How to Get to Koh Samui, Thailand
There are only two ways to get to the famous beaches of the island: by air or by sea. Flights save time and effort, but are much more sensitive to the wallet. An hour-long flight from Bangkok to Koh Samui can easily cost 4500-6500 THB one way – for the same amount, the whole family will get by sea, although you will have to sacrifice comfort and useful vacation time for savings. A separate article is devoted to the features, advantages and disadvantages of different ways to get to Koh Samui.
If a hotel transfer is not provided, it is most convenient to get from the airport or from the marinas to the final point by taxi. The minimum cost of the trip is 100 THB, this amount includes a landing fee and a fee for 2 km – further you will have to pay 12 THB for each km.
On Koh Samui, there are not even regular buses that are familiar to Europeans, so travelers actually have to choose from only two ways to travel – taxi or songteo.
The first option is chosen by those who care about relative comfort during the trip (all taxis on Koh Samui are air-conditioned) and the ability to carry luggage. However, it is worth considering that taxi drivers may refuse to take passengers according to the meter and prefer to negotiate directly.
The cost of a taxi ride starts from 200-300 THB and depends on the ability of tourists to bargain persistently, but with a mandatory smile in Thailand. You can calculate it at SamuiTaxi website (in English).
According to allcitycodes.com, the most common transport on Koh Samui is songteo (both locals and tourists often call it simply tuk-tuk). With some stretch, it can be considered an analogue of our minibuses. The classic songteo is an ancient Japanese pickup truck with a pair of benches in its tiny body. The design is crowned with a more or less durable canopy that protects from rain, but not from the wind. During rush hour and during the busy holiday months, the tailgate is used as a step for additional passengers.
Despite the unusual appearance, it is quite a reliable and safe mode of transport. In addition, the most budgetary on the island: travel within one beach will cost only 20 THB, and from the starting point of the route to the final one – three times more expensive. Regular songteo lines run along the entire coast, the ring of routes closes in Nathon. Unfortunately, one tuk-tuk will not be able to drive around the entire island – a full circle consists of three route lines that pass one into another.
When boarding a tuk-tuk, you should never ask the price – this immediately betrays an inexperienced tourist, and the fare can immediately increase several times.
From early morning until 18:00, tuk-tuk drivers work at fixed rates, and in the evenings, songteos switch to taxi mode – the fare will depend only on the greed of the driver and the ability of the night reveler to negotiate. Arguing and insisting on the official daily price is useless: such a night job in Thailand is completely legal.
- Koh Samui Map
- Chawenga map
Rent a car, scooters and bicycles
The easiest way to get a car is right at the airport – there are counters of most international car rental companies. If you don’t want to freeze about 30,000 THB on a deposit, it makes sense to look for a car at local rental offices – they are less demanding on documents and often agree to pay in cash. If the lease term is a month or more, small offices are much more profitable than world-famous firms. Renting a middle-class car will cost about 1200 THB per day. The price of fuel on Koh Samui is on average 1-2 THBhigher than on the mainland, but most likely you won’t have to spend money on paid parking – they are very rare on the island (as well as police ambushes). The roads are in good condition, the mood of a motorist can be spoiled only by left-hand traffic and numerous scooters scurrying along the median lanes – and tourist riders are often much more dangerous than local ones.

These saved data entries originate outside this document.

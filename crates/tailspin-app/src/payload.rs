use axum::{
    extract::{FromRequest, Request},
    Json,
};
use serde::de::DeserializeOwned;
use serde_json::{Map, Value};
use tracing::debug;

use crate::error::{ApiError, ApiResult};

pub const NOT_AN_OBJECT: &str = "Request body must be a JSON object";
pub const MISSING_FIELDS: &str = "Missing required fields";

/// Request body that must be a JSON object.
///
/// Anything else, including unparsable JSON, is rejected with a 400. Keys are
/// kept as sent, so callers can check presence before typed parsing.
#[derive(Debug, Clone)]
pub struct JsonObject(pub Map<String, Value>);

impl<S> FromRequest<S> for JsonObject
where
    S: Send + Sync,
{
    type Rejection = ApiError;

    async fn from_request(req: Request, state: &S) -> Result<Self, Self::Rejection> {
        let Json(value) = Json::<Value>::from_request(req, state)
            .await
            .map_err(|e| {
                debug!("Rejected request body: {e}");
                ApiError::InvalidRequest(NOT_AN_OBJECT.to_string())
            })?;

        match value {
            Value::Object(map) => Ok(JsonObject(map)),
            _ => Err(ApiError::InvalidRequest(NOT_AN_OBJECT.to_string())),
        }
    }
}

impl JsonObject {
    /// All `fields` must be present as keys, a `null` value counts as present
    pub fn require(self, fields: &[&str]) -> ApiResult<Self> {
        if fields.iter().all(|f| self.0.contains_key(*f)) {
            Ok(self)
        } else {
            Err(ApiError::InvalidRequest(MISSING_FIELDS.to_string()))
        }
    }

    pub fn into_payload<T: DeserializeOwned>(self) -> ApiResult<T> {
        serde_json::from_value(Value::Object(self.0))
            .map_err(|e| ApiError::InvalidRequest(format!("Invalid request body: {e}")))
    }
}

The most economical and at the same time the most popular way to get transport on Koh Samui is to rent a scooter (from 200 THB per day). Many hotels offer this service to their guests, moreover, there are dozens of offices on the island that specialize in this type of rental. Bicycle rental is not very popular here – there are only a few small firms in Lamai and Chaweng. Although renting a bike costs half as much as a scooter, there are few customers: due to year-round heat, humidity and numerous elevation changes, the island is not very comfortable for European cyclists.